//! Conversion of geometric query results into discrete contact pairs.
//!
//! # Point contact
//!
//! Each penetrating pair combines the per-geometry materials:
//!
//! ```text
//! k   = k₁·k₂/(k₁+k₂)          (0 when k₁+k₂ = 0)
//! τ   = τ₁ + τ₂
//! μ   = 2·μ₁·μ₂/(μ₁+μ₂)        (0 when μ₁+μ₂ = 0)
//! p_C = w_A·p_Ca + w_B·p_Cb,   w_A = k_A/(k_A+k_B)   (½ each when both are 0)
//! φ₀  = −depth
//! ```
//!
//! # Area contact
//!
//! Each contact-surface face is one quadrature point at its centroid. With
//! one-sided pressure gradients `g_M = ∇e_M·n̂` and `g_N = −∇e_N·n̂` (infinite
//! for a rigid side):
//!
//! ```text
//! g  = 1/(1/g_M + 1/g_N)
//! k  = A_e·g
//! φ₀ = −p₀/g
//! ```
//!
//! Faces with negligible area or gradient, and faces with `k ≤ 0`, produce no
//! pair.

use nalgebra::{RealField, Vector3};
use sim_multibody::{MultibodyModel, PositionKinematics};
use sim_types::{ContactModel, GeometryId, Result, SimError};
use tracing::trace;

use crate::properties::ProximityProperties;
use crate::query::{ContactSurface, GeometryQuery, PenetrationAsPointPair};

/// Faces with area at or below this value are ignored; their normals are not
/// reliable.
const MIN_FACE_AREA: f64 = 1.0e-14;

/// One-sided pressure gradients below this value produce no constraint.
const MIN_PRESSURE_GRADIENT: f64 = 1.0e-14;

/// One resolved contact between geometries A and B.
#[derive(Debug, Clone, PartialEq)]
pub struct DiscreteContactPair {
    /// First geometry.
    pub id_a: GeometryId,
    /// Second geometry.
    pub id_b: GeometryId,
    /// Contact point, world frame.
    pub p_wc: Vector3<f64>,
    /// Unit normal pointing from B into A, world frame.
    pub nhat_ba_w: Vector3<f64>,
    /// Signed separation, negative when penetrating.
    pub phi0: f64,
    /// Combined normal stiffness.
    pub stiffness: f64,
    /// Combined dissipation time constant.
    pub dissipation_time_constant: f64,
    /// Combined friction coefficient.
    pub friction_coefficient: f64,
}

fn safe_divide<T: RealField>(num: T, denom: T) -> T {
    if denom == T::zero() {
        T::zero()
    } else {
        num / denom
    }
}

/// Series combination of two stiffnesses, `k₁·k₂/(k₁+k₂)`, zero when both
/// are zero.
pub fn combine_stiffnesses<T: RealField>(k1: T, k2: T) -> T {
    safe_divide(k1.clone() * k2.clone(), k1 + k2)
}

/// Dissipation time constants add.
pub fn combine_dissipation_time_constants<T: RealField>(tau1: T, tau2: T) -> T {
    tau1 + tau2
}

/// Combined friction `2·μ₁·μ₂/(μ₁+μ₂)`, zero when both are zero.
pub fn combine_friction_coefficients<T: RealField>(mu1: T, mu2: T) -> T {
    let two = T::one() + T::one();
    safe_divide(two * mu1.clone() * mu2.clone(), mu1 + mu2)
}

/// Builds [`DiscreteContactPair`]s from a [`GeometryQuery`].
#[derive(Debug, Clone, Copy)]
pub struct ContactDiscretizer<'a> {
    query: &'a dyn GeometryQuery,
    model: &'a MultibodyModel,
    default_point_stiffness: f64,
}

impl<'a> ContactDiscretizer<'a> {
    /// Create a discretizer. `default_point_stiffness` is used for geometries
    /// that declare no point stiffness.
    #[must_use]
    pub fn new(
        query: &'a dyn GeometryQuery,
        model: &'a MultibodyModel,
        default_point_stiffness: f64,
    ) -> Self {
        Self {
            query,
            model,
            default_point_stiffness,
        }
    }

    /// All discrete pairs at the given configuration. Point pairs come first
    /// when both contact models are active.
    pub fn calc_discrete_contact_pairs(
        &self,
        kinematics: &PositionKinematics,
        contact_model: ContactModel,
    ) -> Result<Vec<DiscreteContactPair>> {
        let mut pairs = Vec::new();
        if contact_model.uses_point_pairs() {
            let point_pairs = self
                .query
                .compute_point_pair_penetrations(self.model, kinematics)?;
            self.append_point_contact(&point_pairs, &mut pairs)?;
        }
        if contact_model.uses_contact_surfaces() {
            let surfaces = self.query.compute_contact_surfaces(self.model, kinematics)?;
            self.append_area_contact(&surfaces, &mut pairs)?;
        }
        trace!(num_pairs = pairs.len(), "discrete contact pairs");
        Ok(pairs)
    }

    /// Append one pair per penetration.
    pub fn append_point_contact(
        &self,
        point_pairs: &[PenetrationAsPointPair],
        pairs: &mut Vec<DiscreteContactPair>,
    ) -> Result<()> {
        pairs.reserve(point_pairs.len());
        for pair in point_pairs {
            let props_a = self.properties(pair.id_a)?;
            let props_b = self.properties(pair.id_b)?;
            let context_a = || self.describe(pair.id_a);
            let context_b = || self.describe(pair.id_b);
            let k_a = props_a.point_stiffness(self.default_point_stiffness, context_a)?;
            let k_b = props_b.point_stiffness(self.default_point_stiffness, context_b)?;
            let tau = combine_dissipation_time_constants(
                props_a.dissipation_time_constant(context_a)?,
                props_b.dissipation_time_constant(context_b)?,
            );
            let mu = combine_friction_coefficients(
                props_a.dynamic_friction(context_a)?,
                props_b.dynamic_friction(context_b)?,
            );

            // Hertz-like stiffness weighting of the witness points.
            let denom = k_a + k_b;
            let (w_a, w_b) = (k_a / denom, k_b / denom);

            pairs.push(DiscreteContactPair {
                id_a: pair.id_a,
                id_b: pair.id_b,
                p_wc: pair.p_wca * w_a + pair.p_wcb * w_b,
                nhat_ba_w: pair.nhat_ba_w,
                phi0: -pair.depth,
                stiffness: combine_stiffnesses(k_a, k_b),
                dissipation_time_constant: tau,
                friction_coefficient: mu,
            });
        }
        Ok(())
    }

    /// Append one pair per qualifying contact-surface face.
    pub fn append_area_contact(
        &self,
        surfaces: &[ContactSurface],
        pairs: &mut Vec<DiscreteContactPair>,
    ) -> Result<()> {
        for surface in surfaces {
            let props_m = self.properties(surface.id_m)?;
            let props_n = self.properties(surface.id_n)?;
            let context_m = || self.describe(surface.id_m);
            let context_n = || self.describe(surface.id_n);
            let tau = combine_dissipation_time_constants(
                props_m.dissipation_time_constant(context_m)?,
                props_n.dissipation_time_constant(context_n)?,
            );
            let mu = combine_friction_coefficients(
                props_m.dynamic_friction(context_m)?,
                props_n.dynamic_friction(context_n)?,
            );

            for face in &surface.faces {
                if !(face.area > MIN_FACE_AREA) {
                    continue;
                }
                if face.grad_e_m_w.is_none() && face.grad_e_n_w.is_none() {
                    return Err(SimError::structural(format!(
                        "contact surface between {} and {} has no compliant side",
                        surface.id_m, surface.id_n
                    )));
                }
                // Both gradients are positive pointing into their bodies.
                let nhat_w = face.normal_w;
                let g_m = face
                    .grad_e_m_w
                    .map_or(f64::INFINITY, |grad| grad.dot(&nhat_w));
                let g_n = face
                    .grad_e_n_w
                    .map_or(f64::INFINITY, |grad| -grad.dot(&nhat_w));
                if !(g_m >= MIN_PRESSURE_GRADIENT) || !(g_n >= MIN_PRESSURE_GRADIENT) {
                    continue;
                }

                // Equals g_M·g_N/(g_M + g_N), and stays valid when one is infinite.
                let g = 1.0 / (1.0 / g_m + 1.0 / g_n);
                let p0 = face
                    .pressure
                    .at_centroid(surface.mesh_kind, &face.centroid_w)?;
                let k = face.area * g;
                if k > 0.0 {
                    pairs.push(DiscreteContactPair {
                        id_a: surface.id_m,
                        id_b: surface.id_n,
                        p_wc: face.centroid_w,
                        nhat_ba_w: nhat_w,
                        phi0: -p0 / g,
                        stiffness: k,
                        dissipation_time_constant: tau,
                        friction_coefficient: mu,
                    });
                }
            }
        }
        Ok(())
    }

    fn properties(&self, id: GeometryId) -> Result<&'a ProximityProperties> {
        self.query
            .proximity_properties(id)
            .ok_or_else(|| SimError::missing_property("proximity_properties", self.describe(id)))
    }

    /// "For geometry <name> on body <body>." context for error messages.
    fn describe(&self, id: GeometryId) -> String {
        let name = self.query.name_of(id).unwrap_or("<unnamed>");
        let body = self
            .query
            .body_of(id)
            .filter(|b| b.index() < self.model.num_bodies())
            .map_or_else(|| "<unknown>".to_string(), |b| self.model.body(b).name.clone());
        format!("For geometry {name} on body {body}.")
    }
}
//! Reference kinematic-tree model for discrete contact simulation.
//!
//! This crate provides the multibody primitives the discrete update consumes:
//!
//! - **Topology**: bodies, joints and their partition into independent
//!   kinematic trees with contiguous velocity ranges ([`TreeTopology`])
//! - **Kinematics**: body poses and translational/angular Jacobians
//! - **Dynamics**: mass matrix, velocity-product bias, and forward dynamics
//!   with a per-dof diagonal inertia augmentation
//! - **Forces**: [`MultibodyForces`] and the [`ForceElement`] trait, with
//!   [`UniformGravity`] and [`JointSpring`]
//!
//! # Example
//!
//! ```
//! use nalgebra::{DVector, Vector3};
//! use sim_multibody::{Body, Joint, MultibodyForces, MultibodyModelBuilder, UniformGravity};
//! use sim_types::BodyIndex;
//!
//! let mut builder = MultibodyModelBuilder::new();
//! let ball = builder.add_body(Body::solid_sphere("ball", 1.0, 0.1));
//! builder.add_joint(Joint::translational("free", BodyIndex::WORLD, ball));
//! builder.add_force_element(UniformGravity::default());
//! let model = builder.build().unwrap();
//!
//! let q = DVector::zeros(3);
//! let v = DVector::zeros(3);
//! let kin = model.calc_position_kinematics(&q).unwrap();
//! let mut forces = MultibodyForces::zeros(&model);
//! model.calc_force_elements_contribution(&kin, &q, &v, &mut forces);
//! let vdot = model
//!     .calc_forward_dynamics(&kin, &v, &DVector::zeros(3), &forces)
//!     .unwrap();
//! assert!((vdot[2] + 9.81).abs() < 1e-12);
//! ```
//!
//! # Layer 0 Crate
//!
//! This is a Layer 0 crate with **zero Bevy dependencies**.

#![deny(clippy::unwrap_used, clippy::expect_used, clippy::panic)]
#![warn(missing_docs)]
#![allow(
    clippy::missing_const_for_fn,
    clippy::module_name_repetitions,
    clippy::must_use_candidate,
    clippy::missing_errors_doc,
    clippy::doc_markdown,
    clippy::similar_names,
    clippy::suboptimal_flops,
    clippy::many_single_char_names,
    clippy::nonminimal_bool, // `!(x >= 0.0)` rejects NaN
    clippy::neg_cmp_op_on_partial_ord
)]
#![cfg_attr(test, allow(clippy::float_cmp))]

pub mod body;
pub mod dynamics;
pub mod forces;
pub mod joint;
pub mod kinematics;
pub mod linalg;
pub mod model;
pub mod topology;

pub use body::Body;
pub use forces::{ForceElement, JointSpring, MultibodyForces, SpatialForce, UniformGravity};
pub use joint::{Joint, JointType};
pub use kinematics::PositionKinematics;
pub use model::{MultibodyModel, MultibodyModelBuilder};
pub use topology::TreeTopology;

> **WHAT YOU NEED TO DO**
Whenever a line above includes "UniformGravity", copy it in full.

> **EXPECTED OUTPUT**
//!   [`UniformGravity`] and [`JointSpring`]
//! use sim_multibody::{Body, Joint, MultibodyForces, MultibodyModelBuilder, UniformGravity};
//! builder.add_force_element(UniformGravity::default());
pub use forces::{ForceElement, JointSpring, MultibodyForces, SpatialForce, UniformGravity};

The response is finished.